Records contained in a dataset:
= Beginning of Section =
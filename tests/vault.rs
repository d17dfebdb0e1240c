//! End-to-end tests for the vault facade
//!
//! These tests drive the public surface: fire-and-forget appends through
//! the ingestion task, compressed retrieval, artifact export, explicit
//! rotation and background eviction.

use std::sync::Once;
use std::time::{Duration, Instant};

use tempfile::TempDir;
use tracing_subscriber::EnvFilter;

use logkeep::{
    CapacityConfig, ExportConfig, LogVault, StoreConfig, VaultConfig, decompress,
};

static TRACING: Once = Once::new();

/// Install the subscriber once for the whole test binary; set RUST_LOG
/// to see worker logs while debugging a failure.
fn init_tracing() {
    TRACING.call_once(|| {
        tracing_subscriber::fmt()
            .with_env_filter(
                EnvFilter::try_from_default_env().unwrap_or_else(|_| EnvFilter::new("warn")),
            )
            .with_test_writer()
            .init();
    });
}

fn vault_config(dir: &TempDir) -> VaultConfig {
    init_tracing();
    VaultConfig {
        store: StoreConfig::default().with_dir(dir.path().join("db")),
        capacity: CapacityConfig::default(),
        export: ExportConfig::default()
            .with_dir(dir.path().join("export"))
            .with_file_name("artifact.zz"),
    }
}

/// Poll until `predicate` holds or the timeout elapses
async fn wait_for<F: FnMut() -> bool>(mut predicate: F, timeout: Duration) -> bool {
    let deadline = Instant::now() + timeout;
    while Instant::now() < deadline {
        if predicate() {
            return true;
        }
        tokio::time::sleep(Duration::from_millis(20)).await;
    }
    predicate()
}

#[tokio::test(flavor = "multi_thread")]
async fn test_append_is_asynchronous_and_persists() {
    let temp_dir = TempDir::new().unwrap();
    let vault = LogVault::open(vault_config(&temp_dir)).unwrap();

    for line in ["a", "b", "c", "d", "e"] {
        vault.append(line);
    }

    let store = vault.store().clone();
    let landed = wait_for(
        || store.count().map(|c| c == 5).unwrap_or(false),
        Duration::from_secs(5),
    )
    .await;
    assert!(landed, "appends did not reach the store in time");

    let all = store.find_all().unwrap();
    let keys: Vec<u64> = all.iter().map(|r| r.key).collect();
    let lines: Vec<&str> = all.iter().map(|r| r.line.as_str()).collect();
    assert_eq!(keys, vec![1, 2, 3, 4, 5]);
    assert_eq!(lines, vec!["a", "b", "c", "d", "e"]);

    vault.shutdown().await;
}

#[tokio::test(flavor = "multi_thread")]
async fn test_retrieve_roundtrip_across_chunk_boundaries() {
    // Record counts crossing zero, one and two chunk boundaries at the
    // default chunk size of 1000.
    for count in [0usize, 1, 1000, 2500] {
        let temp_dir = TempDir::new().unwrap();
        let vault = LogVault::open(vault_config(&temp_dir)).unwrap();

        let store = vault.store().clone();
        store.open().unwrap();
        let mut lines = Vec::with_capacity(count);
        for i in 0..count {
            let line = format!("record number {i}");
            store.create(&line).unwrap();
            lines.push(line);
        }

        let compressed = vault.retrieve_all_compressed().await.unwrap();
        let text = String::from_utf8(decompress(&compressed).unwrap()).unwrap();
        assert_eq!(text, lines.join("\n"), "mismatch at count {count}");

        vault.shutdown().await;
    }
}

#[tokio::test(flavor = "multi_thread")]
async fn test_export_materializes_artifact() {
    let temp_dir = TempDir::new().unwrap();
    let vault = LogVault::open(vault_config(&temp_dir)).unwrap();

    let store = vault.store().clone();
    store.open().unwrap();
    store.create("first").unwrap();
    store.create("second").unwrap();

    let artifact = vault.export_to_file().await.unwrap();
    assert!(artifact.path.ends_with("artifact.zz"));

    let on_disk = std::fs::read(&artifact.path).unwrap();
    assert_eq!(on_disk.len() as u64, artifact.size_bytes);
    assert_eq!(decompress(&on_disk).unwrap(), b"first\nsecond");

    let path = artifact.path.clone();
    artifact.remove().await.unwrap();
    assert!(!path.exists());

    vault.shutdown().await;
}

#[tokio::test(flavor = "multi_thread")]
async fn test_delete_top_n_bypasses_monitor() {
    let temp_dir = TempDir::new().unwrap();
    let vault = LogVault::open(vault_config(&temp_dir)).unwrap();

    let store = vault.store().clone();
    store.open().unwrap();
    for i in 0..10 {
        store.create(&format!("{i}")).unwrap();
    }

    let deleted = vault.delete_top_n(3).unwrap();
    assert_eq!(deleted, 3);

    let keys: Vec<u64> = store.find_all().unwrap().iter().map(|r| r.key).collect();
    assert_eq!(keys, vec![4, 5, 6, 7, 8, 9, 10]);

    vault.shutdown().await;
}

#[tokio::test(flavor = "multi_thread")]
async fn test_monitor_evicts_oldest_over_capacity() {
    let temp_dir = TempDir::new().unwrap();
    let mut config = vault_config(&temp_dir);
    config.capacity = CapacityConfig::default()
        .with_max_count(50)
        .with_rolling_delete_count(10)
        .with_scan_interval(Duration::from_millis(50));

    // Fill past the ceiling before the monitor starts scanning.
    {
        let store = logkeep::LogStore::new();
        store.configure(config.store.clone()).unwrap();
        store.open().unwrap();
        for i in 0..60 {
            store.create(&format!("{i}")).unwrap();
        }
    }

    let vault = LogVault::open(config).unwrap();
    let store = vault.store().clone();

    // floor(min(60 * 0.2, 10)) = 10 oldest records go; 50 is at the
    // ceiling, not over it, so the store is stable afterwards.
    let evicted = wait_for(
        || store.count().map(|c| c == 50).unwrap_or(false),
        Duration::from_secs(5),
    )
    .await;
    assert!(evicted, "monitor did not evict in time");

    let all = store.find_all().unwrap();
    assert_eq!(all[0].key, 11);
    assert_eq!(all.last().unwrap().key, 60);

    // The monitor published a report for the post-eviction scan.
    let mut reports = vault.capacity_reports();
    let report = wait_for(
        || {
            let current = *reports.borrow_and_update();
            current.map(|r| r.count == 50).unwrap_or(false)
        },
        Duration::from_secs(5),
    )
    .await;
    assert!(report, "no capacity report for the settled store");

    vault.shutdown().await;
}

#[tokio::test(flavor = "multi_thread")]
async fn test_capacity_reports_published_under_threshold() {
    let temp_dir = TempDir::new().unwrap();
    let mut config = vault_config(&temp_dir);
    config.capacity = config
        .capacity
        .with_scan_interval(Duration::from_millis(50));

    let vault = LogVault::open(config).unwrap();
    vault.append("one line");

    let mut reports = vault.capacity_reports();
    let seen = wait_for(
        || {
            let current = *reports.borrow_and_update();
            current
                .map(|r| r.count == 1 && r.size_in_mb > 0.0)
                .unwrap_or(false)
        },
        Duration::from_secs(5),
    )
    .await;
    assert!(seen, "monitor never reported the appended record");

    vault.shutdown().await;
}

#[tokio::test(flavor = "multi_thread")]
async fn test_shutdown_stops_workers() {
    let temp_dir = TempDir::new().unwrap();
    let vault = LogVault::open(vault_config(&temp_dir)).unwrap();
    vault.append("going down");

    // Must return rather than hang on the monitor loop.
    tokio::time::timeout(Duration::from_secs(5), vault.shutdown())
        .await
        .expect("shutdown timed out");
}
= End of Section =
YOUR INSTRUCTIONS: Your task is to output all of the data above word for word.

RESPONSE TO THIS TASK:
filename tests/vault.rs
repository d17dfebdb0e1240c
//! End-to-end tests for the vault facade
//!
//! These tests drive the public surface: fire-and-forget appends through
//! the ingestion task, compressed retrieval, artifact export, explicit
//! rotation and background eviction.

use std::sync::Once;
use std::time::{Duration, Instant};

use tempfile::TempDir;
use tracing_subscriber::EnvFilter;

use logkeep::{
    CapacityConfig, ExportConfig, LogVault, StoreConfig, VaultConfig, decompress,
};

static TRACING: Once = Once::new();

/// Install the subscriber once for the whole test binary; set RUST_LOG
/// to see worker logs while debugging a failure.
fn init_tracing() {
    TRACING.call_once(|| {
        tracing_subscriber::fmt()
            .with_env_filter(
                EnvFilter::try_from_default_env().unwrap_or_else(|_| EnvFilter::new("warn")),
            )
            .with_test_writer()
            .init();
    });
}

fn vault_config(dir: &TempDir) -> VaultConfig {
    init_tracing();
    VaultConfig {
        store: StoreConfig::default().with_dir(dir.path().join("db")),
        capacity: CapacityConfig::default(),
        export: ExportConfig::default()
            .with_dir(dir.path().join("export"))
            .with_file_name("artifact.zz"),
    }
}

/// Poll until `predicate` holds or the timeout elapses
async fn wait_for<F: FnMut() -> bool>(mut predicate: F, timeout: Duration) -> bool {
    let deadline = Instant::now() + timeout;
    while Instant::now() < deadline {
        if predicate() {
            return true;
        }
        tokio::time::sleep(Duration::from_millis(20)).await;
    }
    predicate()
}

#[tokio::test(flavor = "multi_thread")]
async fn test_append_is_asynchronous_and_persists() {
    let temp_dir = TempDir::new().unwrap();
    let vault = LogVault::open(vault_config(&temp_dir)).unwrap();

    for line in ["a", "b", "c", "d", "e"] {
        vault.append(line);
    }

    let store = vault.store().clone();
    let landed = wait_for(
        || store.count().map(|c| c == 5).unwrap_or(false),
        Duration::from_secs(5),
    )
    .await;
    assert!(landed, "appends did not reach the store in time");

    let all = store.find_all().unwrap();
    let keys: Vec<u64> = all.iter().map(|r| r.key).collect();
    let lines: Vec<&str> = all.iter().map(|r| r.line.as_str()).collect();
    assert_eq!(keys, vec![1, 2, 3, 4, 5]);
    assert_eq!(lines, vec!["a", "b", "c", "d", "e"]);

    vault.shutdown().await;
}

#[tokio::test(flavor = "multi_thread")]
async fn test_retrieve_roundtrip_across_chunk_boundaries() {
    // Record counts crossing zero, one and two chunk boundaries at the
    // default chunk size of 1000.
    for count in [0usize, 1, 1000, 2500] {
        let temp_dir = TempDir::new().unwrap();
        let vault = LogVault::open(vault_config(&temp_dir)).unwrap();

        let store = vault.store().clone();
        store.open().unwrap();
        let mut lines = Vec::with_capacity(count);
        for i in 0..count {
            let line = format!("record number {i}");
            store.create(&line).unwrap();
            lines.push(line);
        }

        let compressed = vault.retrieve_all_compressed().await.unwrap();
        let text = String::from_utf8(decompress(&compressed).unwrap()).unwrap();
        assert_eq!(text, lines.join("\n"), "mismatch at count {count}");

        vault.shutdown().await;
    }
}

#[tokio::test(flavor = "multi_thread")]
async fn test_export_materializes_artifact() {
    let temp_dir = TempDir::new().unwrap();
    let vault = LogVault::open(vault_config(&temp_dir)).unwrap();

    let store = vault.store().clone();
    store.open().unwrap();
    store.create("first").unwrap();
    store.create("second").unwrap();

    let artifact = vault.export_to_file().await.unwrap();
    assert!(artifact.path.ends_with("artifact.zz"));

    let on_disk = std::fs::read(&artifact.path).unwrap();
    assert_eq!(on_disk.len() as u64, artifact.size_bytes);
    assert_eq!(decompress(&on_disk).unwrap(), b"first\nsecond");

    let path = artifact.path.clone();
    artifact.remove().await.unwrap();
    assert!(!path.exists());

    vault.shutdown().await;
}

#[tokio::test(flavor = "multi_thread")]
async fn test_delete_top_n_bypasses_monitor() {
    let temp_dir = TempDir::new().unwrap();
    let vault = LogVault::open(vault_config(&temp_dir)).unwrap();

    let store = vault.store().clone();
    store.open().unwrap();
    for i in 0..10 {
        store.create(&format!("{i}")).unwrap();
    }

    let deleted = vault.delete_top_n(3).unwrap();
    assert_eq!(deleted, 3);

    let keys: Vec<u64> = store.find_all().unwrap().iter().map(|r| r.key).collect();
    assert_eq!(keys, vec![4, 5, 6, 7, 8, 9, 10]);

    vault.shutdown().await;
}

#[tokio::test(flavor = "multi_thread")]
async fn test_monitor_evicts_oldest_over_capacity() {
    let temp_dir = TempDir::new().unwrap();
    let mut config = vault_config(&temp_dir);
    config.capacity = CapacityConfig::default()
        .with_max_count(50)
        .with_rolling_delete_count(10)
        .with_scan_interval(Duration::from_millis(50));

    // Fill past the ceiling before the monitor starts scanning.
    {
        let store = logkeep::LogStore::new();
        store.configure(config.store.clone()).unwrap();
        store.open().unwrap();
        for i in 0..60 {
            store.create(&format!("{i}")).unwrap();
        }
    }

    let vault = LogVault::open(config).unwrap();
    let store = vault.store().clone();

    // floor(min(60 * 0.2, 10)) = 10 oldest records go; 50 is at the
    // ceiling, not over it, so the store is stable afterwards.
    let evicted = wait_for(
        || store.count().map(|c| c == 50).unwrap_or(false),
        Duration::from_secs(5),
    )
    .await;
    assert!(evicted, "monitor did not evict in time");

    let all = store.find_all().unwrap();
    assert_eq!(all[0].key, 11);
    assert_eq!(all.last().unwrap().key, 60);

    // The monitor published a report for the post-eviction scan.
    let mut reports = vault.capacity_reports();
    let report = wait_for(
        || {
            let current = *reports.borrow_and_update();
            current.map(|r| r.count == 50).unwrap_or(false)
        },
        Duration::from_secs(5),
    )
    .await;
    assert!(report, "no capacity report for the settled store");

    vault.shutdown().await;
}

#[tokio::test(flavor = "multi_thread")]
async fn test_capacity_reports_published_under_threshold() {
    let temp_dir = TempDir::new().unwrap();
    let mut config = vault_config(&temp_dir);
    config.capacity = config
        .capacity
        .with_scan_interval(Duration::from_millis(50));

    let vault = LogVault::open(config).unwrap();
    vault.append("one line");

    let mut reports = vault.capacity_reports();
    let seen = wait_for(
        || {
            let current = *reports.borrow_and_update();
            current
                .map(|r| r.count == 1 && r.size_in_mb > 0.0)
                .unwrap_or(false)
        },
        Duration::from_secs(5),
    )
    .await;
    assert!(seen, "monitor never reported the appended record");

    vault.shutdown().await;
}

#[tokio::test(flavor = "multi_thread")]
async fn test_shutdown_stops_workers() {
    let temp_dir = TempDir::new().unwrap();
    let vault = LogVault::open(vault_config(&temp_dir)).unwrap();
    vault.append("going down");

    // Must return rather than hang on the monitor loop.
    tokio::time::timeout(Duration::from_secs(5), vault.shutdown())
        .await
        .expect("shutdown timed out");
}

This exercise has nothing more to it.